Siempre he considerado los espárragos como el símbolo de la Resurrección. Me recuerdan las mañanitas de abril, tan azules, en los días de la Pascua, cuando la pandilla de niños íbamos a buscar espárragos silvestres que crecían por los márgenes de los barrancos… Los espárragos eran verdes, escuálidos, espigados. Crecían entre la maleza y las zarzas, pero están muy sabrosos cuando esa misma tarde en la excursión por el campo, después de comerte la mona, te los encontrabas dentro de la tortilla que había preparado tu madre.

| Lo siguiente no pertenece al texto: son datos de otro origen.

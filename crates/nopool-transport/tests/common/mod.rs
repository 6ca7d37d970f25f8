//! Loopback HTTP/1.1 server that counts connections.

#![allow(dead_code)]

use std::convert::Infallible;
use std::net::SocketAddr;
use std::sync::Arc;
use std::sync::atomic::{AtomicUsize, Ordering};
use std::time::Duration;

use bytes::Bytes;
use http_body_util::{BodyExt, Full};
use hyper::body::Incoming;
use hyper::server::conn::http1;
use hyper::service::service_fn;
use hyper::{Request, Response, StatusCode};
use hyper_util::rt::TokioIo;
use parking_lot::Mutex;
use tokio::net::TcpListener;
use tokio::task::JoinHandle;

/// Size of the `/big` response body.
pub const BIG_BODY_LEN: usize = 200 * 1024;

/// Bytes served by `/bytes`.
pub const BINARY_BODY: &[u8] = &[0xff, 0xfe, 0x00, 0x01, 0x80];

/// One request as the server saw it.
#[derive(Debug, Clone)]
pub struct Recorded {
    pub method: String,
    pub uri: String,
    pub connection: Option<String>,
    pub proxy_authorization: Option<String>,
    pub content_type: Option<String>,
    pub body: Bytes,
}

#[derive(Default)]
struct State {
    accepted: AtomicUsize,
    closed: AtomicUsize,
    active: AtomicUsize,
    peak: AtomicUsize,
    slow_delay_ms: AtomicUsize,
    requests: Mutex<Vec<Recorded>>,
}

pub struct MockServer {
    addr: SocketAddr,
    state: Arc<State>,
    handle: JoinHandle<()>,
}

impl MockServer {
    pub async fn start() -> Self {
        let listener = TcpListener::bind("127.0.0.1:0").await.unwrap();
        let addr = listener.local_addr().unwrap();
        let state = Arc::new(State::default());
        state.slow_delay_ms.store(500, Ordering::SeqCst);

        let accept_state = Arc::clone(&state);
        let handle = tokio::spawn(async move {
            while let Ok((stream, _)) = listener.accept().await {
                accept_state.accepted.fetch_add(1, Ordering::SeqCst);
                let io = TokioIo::new(stream);
                let conn_state = Arc::clone(&accept_state);
                tokio::spawn(async move {
                    let service_state = Arc::clone(&conn_state);
                    let service =
                        service_fn(move |req| handle_request(req, Arc::clone(&service_state)));
                    let _ = http1::Builder::new().serve_connection(io, service).await;
                    conn_state.closed.fetch_add(1, Ordering::SeqCst);
                });
            }
        });

        Self {
            addr,
            state,
            handle,
        }
    }

    pub fn addr(&self) -> SocketAddr {
        self.addr
    }

    pub fn url(&self, path: &str) -> String {
        format!("http://{}{}", self.addr, path)
    }

    pub fn set_slow_delay(&self, delay: Duration) {
        self.state
            .slow_delay_ms
            .store(delay.as_millis() as usize, Ordering::SeqCst);
    }

    pub fn accepted(&self) -> usize {
        self.state.accepted.load(Ordering::SeqCst)
    }

    pub fn closed(&self) -> usize {
        self.state.closed.load(Ordering::SeqCst)
    }

    /// Highest number of requests handled at the same time.
    pub fn peak_concurrency(&self) -> usize {
        self.state.peak.load(Ordering::SeqCst)
    }

    pub fn requests(&self) -> Vec<Recorded> {
        self.state.requests.lock().clone()
    }

    /// Waits until the server has closed `expected` connections.
    pub async fn wait_for_closed(&self, expected: usize) -> bool {
        for _ in 0..300 {
            if self.closed() >= expected {
                return true;
            }
            tokio::time::sleep(Duration::from_millis(10)).await;
        }
        false
    }
}

impl Drop for MockServer {
    fn drop(&mut self) {
        self.handle.abort();
    }
}

/// Binds and releases a port so that connecting to it is refused.
pub async fn unused_addr() -> SocketAddr {
    let listener = TcpListener::bind("127.0.0.1:0").await.unwrap();
    listener.local_addr().unwrap()
}

async fn handle_request(
    req: Request<Incoming>,
    state: Arc<State>,
) -> Result<Response<Full<Bytes>>, Infallible> {
    let active = state.active.fetch_add(1, Ordering::SeqCst) + 1;
    state.peak.fetch_max(active, Ordering::SeqCst);
    let response = route(req, &state).await;
    state.active.fetch_sub(1, Ordering::SeqCst);
    Ok(response)
}

async fn route(req: Request<Incoming>, state: &State) -> Response<Full<Bytes>> {
    let header = |name: &str| {
        req.headers()
            .get(name)
            .and_then(|v| v.to_str().ok())
            .map(str::to_string)
    };
    let method = req.method().to_string();
    let uri = req.uri().clone();
    let connection = header("connection");
    let proxy_authorization = header("proxy-authorization");
    let content_type = header("content-type");
    let body = req
        .into_body()
        .collect()
        .await
        .map(|collected| collected.to_bytes())
        .unwrap_or_default();

    state.requests.lock().push(Recorded {
        method: method.clone(),
        uri: uri.to_string(),
        connection,
        proxy_authorization,
        content_type: content_type.clone(),
        body: body.clone(),
    });

    let path = uri.path();
    match path {
        "/slow" => {
            let delay = state.slow_delay_ms.load(Ordering::SeqCst) as u64;
            tokio::time::sleep(Duration::from_millis(delay)).await;
            reply(StatusCode::OK, "slow")
        }
        "/error" => reply(StatusCode::INTERNAL_SERVER_ERROR, "server error"),
        "/empty" => reply(StatusCode::OK, Bytes::new()),
        "/text" => reply(StatusCode::OK, "plain text"),
        "/bytes" => reply(StatusCode::OK, Bytes::from_static(BINARY_BODY)),
        "/big" => {
            let body: Vec<u8> = (0..BIG_BODY_LEN).map(|i| (i % 251) as u8).collect();
            reply(StatusCode::OK, body)
        }
        _ => {
            let echo = serde_json::json!({
                "method": method,
                "path": path,
                "query": uri.query(),
                "content_type": content_type,
                "body": String::from_utf8_lossy(&body),
            });
            reply(StatusCode::OK, echo.to_string())
        }
    }
}

fn reply(status: StatusCode, body: impl Into<Bytes>) -> Response<Full<Bytes>> {
    let mut response = Response::new(Full::new(body.into()));
    *response.status_mut() = status;
    response
}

Manuel Vicent.

Ingredientes:

Un manojo de ajos tiernos

Un manojo de espárragos

1 patata mediana

6 huevos

Aceite de oliva Sal y pimienta

Moldes de magdalenas de silicona

Precalentamos el horno a 180ºC

Sofreímos a taquitos la patata y añadimos los espárragos troceados y los ajos tiernos Batimos los 6 huevos y añadimos el relleno, movemos y rellenamos los moldes Horneamos de 15 a 20 minutos.

Servimos en frío. Esta es una buena opción para una merienda o una cena fría.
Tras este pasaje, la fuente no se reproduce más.